What the Grantham Patient Panel is actually doing

The ULHT Patient Panel is a standing group of volunteers and Trust staff whose role is to review and challenge projects from a patient's point of view. ULHT was still actively recruiting members as recently as January 2023 — this is not a legacy committee but a working mechanism within the trust.

The philosophy behind it is a precise reframing: not 'doing to' patients, not 'doing for' them, but 'doing with' them. Applied to communications, this means treating the people who receive letters not as the end-users of a finished document but as co-designers who can say whether it works before it is sent. It is the difference between testing a leaflet on a patient and asking a patient to help build it.

The Grantham-area initiative applies that approach to one specific object: the routine outpatient appointment letter. Not the whole communications system, not a patient portal or a digital strategy — the single piece of paper that arrives on a kitchen table before a clinic visit.
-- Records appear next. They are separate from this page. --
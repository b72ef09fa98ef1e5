//! `#[derive(Error)]` expansion.
//!
//! ```ignore
//! use stackvm_derive::Error;
//!
//! #[derive(Debug, Error)]
//! pub enum VMError {
//!     #[error("load error: {0}")]
//!     LoadError(LoadFailure),
//!
//!     #[error("stack underflow on {stack} stack")]
//!     StackUnderflow { stack: StackKind },
//!
//!     #[error("halted")]
//!     Halted,
//! }
//! ```
//!
//! Unit variants print the message verbatim. Tuple fields are referenced
//! positionally (`{0}`), named fields by name (`{stack}`). Structs take the
//! attribute on the type itself.

use proc_macro::TokenStream;
use proc_macro2::TokenStream as TokenStream2;
use quote::{ToTokens, format_ident, quote};
use syn::{Attribute, Data, DeriveInput, Fields, LitStr, parse_macro_input};

pub fn derive_error(input: TokenStream) -> TokenStream {
    let input = parse_macro_input!(input as DeriveInput);

    expand(&input)
        .unwrap_or_else(|err| err.to_compile_error())
        .into()
}

fn expand(input: &DeriveInput) -> syn::Result<TokenStream2> {
    let name = &input.ident;
    let (impl_generics, ty_generics, where_clause) = input.generics.split_for_impl();

    let body = match &input.data {
        Data::Enum(data) => {
            let arms = data
                .variants
                .iter()
                .map(|variant| {
                    let message = message_of(&variant.attrs, &variant.ident)?;
                    Ok(variant_arm(&variant.ident, &variant.fields, &message))
                })
                .collect::<syn::Result<Vec<_>>>()?;

            quote! {
                match self {
                    #(#arms)*
                }
            }
        }
        Data::Struct(data) => {
            let message = message_of(&input.attrs, &input.ident)?;
            struct_body(&data.fields, &message)
        }
        Data::Union(_) => {
            return Err(syn::Error::new_spanned(
                input,
                "#[derive(Error)] cannot be used on unions",
            ));
        }
    };

    Ok(quote! {
        impl #impl_generics ::std::fmt::Display for #name #ty_generics #where_clause {
            fn fmt(&self, f: &mut ::std::fmt::Formatter<'_>) -> ::std::fmt::Result {
                #body
            }
        }

        impl #impl_generics ::std::error::Error for #name #ty_generics #where_clause {}
    })
}

/// One `match` arm writing the message for a single enum variant.
fn variant_arm(variant: &syn::Ident, fields: &Fields, message: &LitStr) -> TokenStream2 {
    match fields {
        Fields::Unit => quote! {
            Self::#variant => write!(f, #message),
        },
        Fields::Unnamed(unnamed) => {
            let bindings = positional_bindings(unnamed.unnamed.len());
            let format = positional_to_named(message, bindings.len());
            let used: Vec<_> = bindings
                .iter()
                .filter(|binding| mentions(&format, binding))
                .collect();
            quote! {
                #[allow(unused_variables)]
                Self::#variant(#(#bindings),*) => write!(f, #format, #(#used = #used),*),
            }
        }
        Fields::Named(named) => {
            let used: Vec<_> = named
                .named
                .iter()
                .filter_map(|field| field.ident.as_ref())
                .filter(|ident| mentions(message, ident))
                .collect();
            quote! {
                Self::#variant { #(#used,)* .. } => write!(f, #message, #(#used = #used),*),
            }
        }
    }
}

fn struct_body(fields: &Fields, message: &LitStr) -> TokenStream2 {
    match fields {
        Fields::Unit => quote! { write!(f, #message) },
        Fields::Unnamed(unnamed) => {
            let bindings = positional_bindings(unnamed.unnamed.len());
            let indices = (0..bindings.len()).map(syn::Index::from);
            let format = positional_to_named(message, bindings.len());
            let (used, indices): (Vec<_>, Vec<_>) = bindings
                .iter()
                .zip(indices)
                .filter(|(binding, _)| mentions(&format, binding))
                .unzip();
            quote! { write!(f, #format, #(#used = self.#indices),*) }
        }
        Fields::Named(named) => {
            let used: Vec<_> = named
                .named
                .iter()
                .filter_map(|field| field.ident.as_ref())
                .filter(|ident| mentions(message, ident))
                .collect();
            quote! { write!(f, #message, #(#used = self.#used),*) }
        }
    }
}

fn positional_bindings(count: usize) -> Vec<syn::Ident> {
    (0..count).map(|i| format_ident!("f{}", i)).collect()
}

/// Whether `message` interpolates `name` (as `{name}` or `{name:...}`).
fn mentions(message: &LitStr, name: &syn::Ident) -> bool {
    let text = message.value();
    text.contains(&format!("{{{name}}}")) || text.contains(&format!("{{{name}:"))
}

/// Finds the `#[error("...")]` attribute for `target`.
fn message_of<T: ToTokens>(attrs: &[Attribute], target: &T) -> syn::Result<LitStr> {
    let attr = attrs
        .iter()
        .find(|attr| attr.path().is_ident("error"))
        .ok_or_else(|| {
            syn::Error::new_spanned(
                target,
                "missing #[error(\"...\")] attribute; every error needs a display message",
            )
        })?;

    attr.parse_args::<LitStr>().map_err(|_| {
        syn::Error::new_spanned(
            &attr.meta,
            "expected a string literal, e.g. #[error(\"unknown opcode {code}\")]",
        )
    })
}

/// Rewrites `{0}`, `{1:?}` ... into `{f0}`, `{f1:?}` so tuple fields can be passed by name.
fn positional_to_named(message: &LitStr, field_count: usize) -> LitStr {
    let mut text = message.value();
    for i in (0..field_count).rev() {
        text = text
            .replace(&format!("{{{i}}}"), &format!("{{f{i}}}"))
            .replace(&format!("{{{i}:"), &format!("{{f{i}:"));
    }
    LitStr::new(&text, message.span())
}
No revised template, before-and-after comparison, or formal measurement of impact has been made public. The work sits inside the trust rather than in an indexed report. What is documented is the structure and the intent: a panel with a defined remit, a philosophy that treats communication design as something patients should shape rather than merely receive, and one ordinary letter identified as the right place to begin.
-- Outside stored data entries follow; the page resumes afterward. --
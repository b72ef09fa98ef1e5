//! Fixed-capacity cell memory.
//!
//! Used for both program memory (the loaded instruction stream) and data
//! memory (`STORE`/`LOAD` slots). Every access is bounds checked against
//! `[0, capacity)`.

use crate::virtual_machine::Cell;
use crate::virtual_machine::errors::VMError;

/// Zero-initialised array of cells.
#[derive(Debug, Clone, PartialEq, Eq)]
pub struct Memory {
    cells: Box<[Cell]>,
}

impl Memory {
    /// Creates a zero-filled memory of `capacity` cells.
    pub fn new(capacity: usize) -> Self {
        Self {
            cells: vec![0; capacity].into_boxed_slice(),
        }
    }

    /// Copies `values` to the start of memory and zeroes the rest.
    ///
    /// Returns [`VMError::CapacityError`] without writing anything if
    /// `values` does not fit.
    pub fn load(&mut self, values: &[Cell]) -> Result<(), VMError> {
        if values.len() > self.cells.len() {
            return Err(VMError::CapacityError {
                requested: values.len(),
                capacity: self.cells.len(),
            });
        }
        let (prefix, rest) = self.cells.split_at_mut(values.len());
        prefix.copy_from_slice(values);
        rest.fill(0);
        Ok(())
    }

    /// Sets every cell to zero.
    pub fn reset(&mut self) {
        self.cells.fill(0);
    }

    /// Returns the cell at `address`.
    ///
    /// Returns [`VMError::OutOfBounds`] if `address >= capacity`.
    pub fn get(&self, address: usize) -> Result<Cell, VMError> {
        self.cells
            .get(address)
            .copied()
            .ok_or_else(|| self.out_of_bounds(address))
    }

    /// Writes `value` at `address`.
    ///
    /// Returns [`VMError::OutOfBounds`] if `address >= capacity`.
    pub fn store(&mut self, address: usize, value: Cell) -> Result<(), VMError> {
        if address >= self.cells.len() {
            return Err(self.out_of_bounds(address));
        }
        self.cells[address] = value;
        Ok(())
    }

    /// Converts a cell-valued index into an address, rejecting negatives and
    /// values past the end.
    pub fn address_of(&self, index: Cell) -> Result<usize, VMError> {
        usize::try_from(index)
            .ok()
            .filter(|&address| address < self.cells.len())
            .ok_or(VMError::OutOfBounds {
                address: index,
                size: self.cells.len(),
            })
    }

    pub fn capacity(&self) -> usize {
        self.cells.len()
    }

    /// Read-only view of every cell.
    pub fn as_slice(&self) -> &[Cell] {
        &self.cells
    }

    fn out_of_bounds(&self, address: usize) -> VMError {
        VMError::OutOfBounds {
            address: Cell::try_from(address).unwrap_or(Cell::MAX),
            size: self.cells.len(),
        }
    }
}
Standards exist — compliance is another matter

National guidance on this has existed for years. The Academy of Medical Royal Colleges' 'Please Write to Me' framework, first published in 2018 and updated in 2026, sets out the requirements plainly: write directly to the patient using 'I' and 'you', replace jargon and Latin abbreviations with plain English, and aim for a reading age of 9 to 11. NHS England endorsed it. The PRSB Outpatient Letter Standard provides the structural template. NHS England's own 2023 communication guide states that good patient communication 'should start from the first point of contact' — naming the appointment letter specifically.

The frameworks are not obscure or contested. They are published, endorsed, and, in some cases, mandatory in all but name.
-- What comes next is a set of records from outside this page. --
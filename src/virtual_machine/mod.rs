//! Stack-based bytecode virtual machine.
//!
//! Programs are flat sequences of 64-bit cells: an opcode cell optionally
//! followed by one immediate cell. The VM executes them against two
//! fixed-capacity stacks and a data memory.
//!
//! # Architecture
//!
//! - **Operand stack**: holds computation values
//! - **Call stack**: holds return addresses pushed by `CALL`
//! - **Program memory**: the loaded instruction stream, addressed by the program counter
//! - **Data memory**: slots addressed by `STORE`/`LOAD` immediates
//!
//! # Modules
//!
//! - [`assembler`]: Assembly parsing, label resolution and disassembly
//! - [`errors`]: Load, execution and assembly error types
//! - [`image`]: Binary program image encoding and file I/O
//! - [`isa`]: Opcode table and decoding
//! - [`memory`]: Bounds-checked cell memory
//! - [`stack`]: Fixed-capacity stacks
//! - [`vm`]: Execution engine, configuration and tracing

pub mod assembler;
pub mod errors;
pub mod image;
pub mod isa;
#[cfg(test)]
mod isa_static_check;
pub mod memory;
pub mod stack;
pub mod vm;

/// The VM's universal value: opcodes, immediates, addresses and data are all cells.
pub type Cell = i64;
And yet a volunteer panel in Grantham is still needed to apply them to one routine letter in 2023–26. That gap is not best explained by ignorance of the guidance. It is better understood as systemic inertia: the path of least resistance in a pressured NHS trust is to continue using the letter that already exists. Redesigning it requires someone to stop, notice the problem, and spend time on a task that does not show up in a waiting-list target. The patient panel exists precisely because that someone is rarely a clinician with a full caseload. The standards are in place; the mechanism to act on them, consistently and locally, still is not.

What one redesigned letter actually reveals

Consider what the word 'chronic' actually costs. A patient reads it as 'severe'; their anxiety before an appointment rises on a misunderstanding that a plain-English edit would have prevented. That is not a failure of medicine — it is a failure of communication design, and it is the kind of failure that compounds across 103 million outpatient appointments a year.

The Grantham panel's intervention is modest by any institutional measure: one letter category, one trust area, no published outcomes. But the modesty is part of the point. Guidance requiring plain English and a reading age of 9 to 11 has existed since 2018. The average NHS letter still reads at 16. That seven-year gap reflects a document never fundamentally redesigned from its original purpose: a clinical summary addressed to a GP, with the patient copied in as an afterthought.

Closing that gap, word by word, is what the panel exists to do. The practical implication for someone in Grantham waiting for an outpatient clinic is direct: the document that arrives through the letterbox is already communicating something before it is read. Whether the person who wrote it considered what it feels like to receive it — not as a clinician reviewing a record, but as someone at a kitchen table before a hospital visit — is a design question with a clinical consequence. That a volunteer panel is still needed to ask it is where the story sits.